Wednesday, February 04, 2009

Mid-Winter Musings

I am so deliquent in writing. Much has been happening and work as always is beyond my stress threshold. But I cannot contain it anymore, so here we are :)
This past Sunday my friend preached a message and it was great but what I especially enjoyed was the following quote from Susan Wesley:
Take this rule: whatever weakens your reason, impairs the tenderness of your conscience, obscures your sense of God, or takes off your relish of spiritual things; in short, whatever increases the strength and authority of your body over your mind, that thing is sin to you, however innocent it may be in itself.

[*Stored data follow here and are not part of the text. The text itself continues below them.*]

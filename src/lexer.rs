// Copyright (c) 2025 Hemashushu <hippospark@gmail.com>, All rights reserved.
//
// This Source Code Form is subject to the terms of
// the Mozilla Public License version 2.0 and additional exceptions.
// For more details, see the LICENSE, LICENSE.additional, and CONTRIBUTING files.

// The cursor shared by the dialect tokenizers.
//
// A tokenizer walks the pattern with a `Lexer`, inspecting the byte under
// the cursor and deciding which construct starts there. Every construct is
// pushed as a token with one of the `push_*` or `lex_*` methods, which
// first flush the pending literal run, so that literal characters between
// two constructs end up in a single token, e.g. `ab` in `ab*`.
//
// Malformed constructs never fail the tokenization. An unclosed `[` or `{`
// starts a new literal run instead, an unclosed group header is pushed as
// a bare `(`.

use crate::{
    location::Location,
    scanner::{find_closing_brace, find_closing_bracket, find_unescaped_byte},
    token::Token,
};

pub struct Lexer<'a> {
    source: &'a str,
    base: usize,                   // offset of `source` within the whole pattern
    index: usize,                  // the cursor, a byte offset within `source`
    literal_start: Option<usize>,  // start of the pending literal run
    token_with_ranges: Vec<Token<'a>>,
}

impl<'a> Lexer<'a> {
    pub fn new(source: &'a str) -> Self {
        Self::with_base(source, 0)
    }

    /// Create a lexer over a part of a pattern which starts at byte
    /// offset `base`, e.g. the body of the JavaScript literal `/body/flags`.
    /// The token ranges are relative to the whole pattern.
    pub fn with_base(source: &'a str, base: usize) -> Self {
        Self {
            source,
            base,
            index: 0,
            literal_start: None,
            token_with_ranges: vec![],
        }
    }

    pub fn source(&self) -> &'a str {
        self.source
    }

    pub fn index(&self) -> usize {
        self.index
    }

    pub fn peek_byte(&self, offset: usize) -> Option<u8> {
        self.source.as_bytes().get(self.index + offset).copied()
    }

    pub fn peek_byte_and_equals(&self, offset: usize, expected_byte: u8) -> bool {
        self.peek_byte(offset) == Some(expected_byte)
    }

    pub fn starts_with(&self, prefix: &str) -> bool {
        self.source.as_bytes()[self.index..].starts_with(prefix.as_bytes())
    }

    /// Count the ASCII hex digits starting at `offset`, up to `max_count`.
    pub fn count_hex_digits(&self, offset: usize, max_count: usize) -> usize {
        (0..max_count)
            .take_while(|i| matches!(self.peek_byte(offset + i), Some(b) if b.is_ascii_hexdigit()))
            .count()
    }

    // The byte length of the char at `position`, 1 for the end of source.
    fn char_width_at(&self, position: usize) -> usize {
        self.source
            .get(position..)
            .and_then(|s| s.chars().next())
            .map_or(1, char::len_utf8)
    }

    fn range_of(&self, start: usize, end_excluded: usize) -> Location {
        Location::new_range(start, end_excluded - start).shift(self.base)
    }

    fn flush_literal(&mut self) {
        if let Some(start) = self.literal_start.take() {
            let token = Token::new(
                &self.source[start..self.index],
                self.range_of(start, self.index),
            );
            self.token_with_ranges.push(token);
        }
    }

    /// Append the char under the cursor to the pending literal run.
    pub fn push_literal_char(&mut self) {
        if self.literal_start.is_none() {
            self.literal_start = Some(self.index);
        }
        self.index += self.char_width_at(self.index);
    }

    /// Push the next `length` bytes as one token.
    pub fn push_span(&mut self, length: usize) {
        self.flush_literal();

        let start = self.index;
        let end = start + length;
        let token = Token::new(&self.source[start..end], self.range_of(start, end));
        self.token_with_ranges.push(token);
        self.index = end;
    }

    /// Push everything from the cursor to `end_included` as one token.
    pub fn push_until_included(&mut self, end_included: usize) {
        self.push_span(end_included - self.index + 1);
    }

    /// Push the next `length` bytes as a marker token.
    pub fn push_marker(&mut self, length: usize) {
        self.flush_literal();

        let start = self.index;
        let end = start + length;
        let token = Token::new_marker(&self.source[start..end], self.range_of(start, end));
        self.token_with_ranges.push(token);
        self.index = end;
    }

    /// Flush the pending literal run and start a new one with the char
    /// under the cursor, it is used when a construct can not be closed.
    pub fn restart_literal(&mut self) {
        self.flush_literal();
        self.push_literal_char();
    }

    pub fn finish(mut self) -> Vec<Token<'a>> {
        self.flush_literal();
        self.token_with_ranges
    }
}

impl Lexer<'_> {
    pub fn lex_charset(&mut self) {
        // [.....]?  //
        // ^      ^__// to here
        // |_________// current char, validated

        match find_closing_bracket(self.source, self.index) {
            Some(end) => self.push_until_included(end),
            None => {
                log::trace!("unclosed charset at {}", self.base + self.index);
                self.restart_literal();
            }
        }
    }

    pub fn lex_repetition(&mut self) {
        // {...}?  //
        // ^    ^__// to here
        // |_______// current char, validated

        match find_closing_brace(self.source, self.index) {
            Some(end) => self.push_until_included(end),
            None => {
                log::trace!("unclosed repetition at {}", self.base + self.index);
                self.restart_literal();
            }
        }
    }

    /// Push a backslash and the char following it, the char may be a
    /// multi-byte one.
    pub fn lex_escaping(&mut self) {
        // \x?  //
        // ^ ^__// to here
        // |____// current char, validated

        let width = 1 + self.char_width_at(self.index + 1);
        self.push_span(width);
    }

    /// Push `\` + `initial` + the text up to and including the first
    /// unescaped `closer` after the `opener`, e.g. `\k<name>` and `\p{L}`,
    /// or the plain two chars escape when the closer is missing.
    pub fn lex_escaping_with_delimiters(&mut self, opener: u8, closer: u8) {
        // \k<name>?  //
        // ^^^     ^__// to here
        // |||________// opener
        // ||_________// initial
        // |__________// current char, validated

        if self.peek_byte_and_equals(2, opener) {
            if let Some(end) = find_unescaped_byte(self.source, self.index + 3, closer) {
                self.push_until_included(end);
                return;
            }
        }

        log::trace!("incomplete escape sequence at {}", self.base + self.index);
        self.lex_escaping();
    }

    /// Push a simple quantifier (`*`, `+` or `?`), absorbing the following
    /// `suffix` char if there is one, e.g. the lazy `*?` or possessive `*+`.
    pub fn lex_quantifier(&mut self, suffix: Option<u8>) {
        match suffix {
            Some(b) if self.peek_byte_and_equals(1, b) => self.push_span(2),
            _ => self.push_span(1),
        }
    }

    /// Push a named group header which name begins at `name_offset`,
    /// e.g. `(?<name>` (offset 3) and `(?P<name>` (offset 4),
    /// or a bare `(` when the closing `>` is missing.
    pub fn lex_named_group(&mut self, name_offset: usize) {
        // (?P<name>?  //
        // ^        ^__// to here
        // |___________// current char, validated

        match find_unescaped_byte(self.source, self.index + name_offset, b'>') {
            Some(end) => self.push_until_included(end),
            None => {
                log::trace!("incomplete named group at {}", self.base + self.index);
                self.push_span(1);
            }
        }
    }
}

What I love about this is the simplicity in defining what is sin. I mean, as believers in the cross and purpose of Jesus, all things are permissable, but not necessarily beneficial. Which lets us (or me) feel like I can get away with stuff that isn't "technically" sin. But with this definition in mind, I'm convicted. Whether it be liking that guy a little or watching a PG-13 movie with inappropriate themes. Suddenly, I realize I allow so much complacent sin in my life!!
So what's the take home thought of the day? A renewed sense of awareness in how I process and think and allow my heart to be moved. Is what I'm thinking hardening my heart towards someone or something when I should be tender? Is this vein of conversation validating my fleshly agenda over my spiritual? Simple enough and yet so difficult to ask the questions because I know answering them requires repentance and giving of myself over to God's molding. But what a great feeling knowing that I am designed and shaped and created in His image, for His glory. I am His masterpiece and I am still in progress.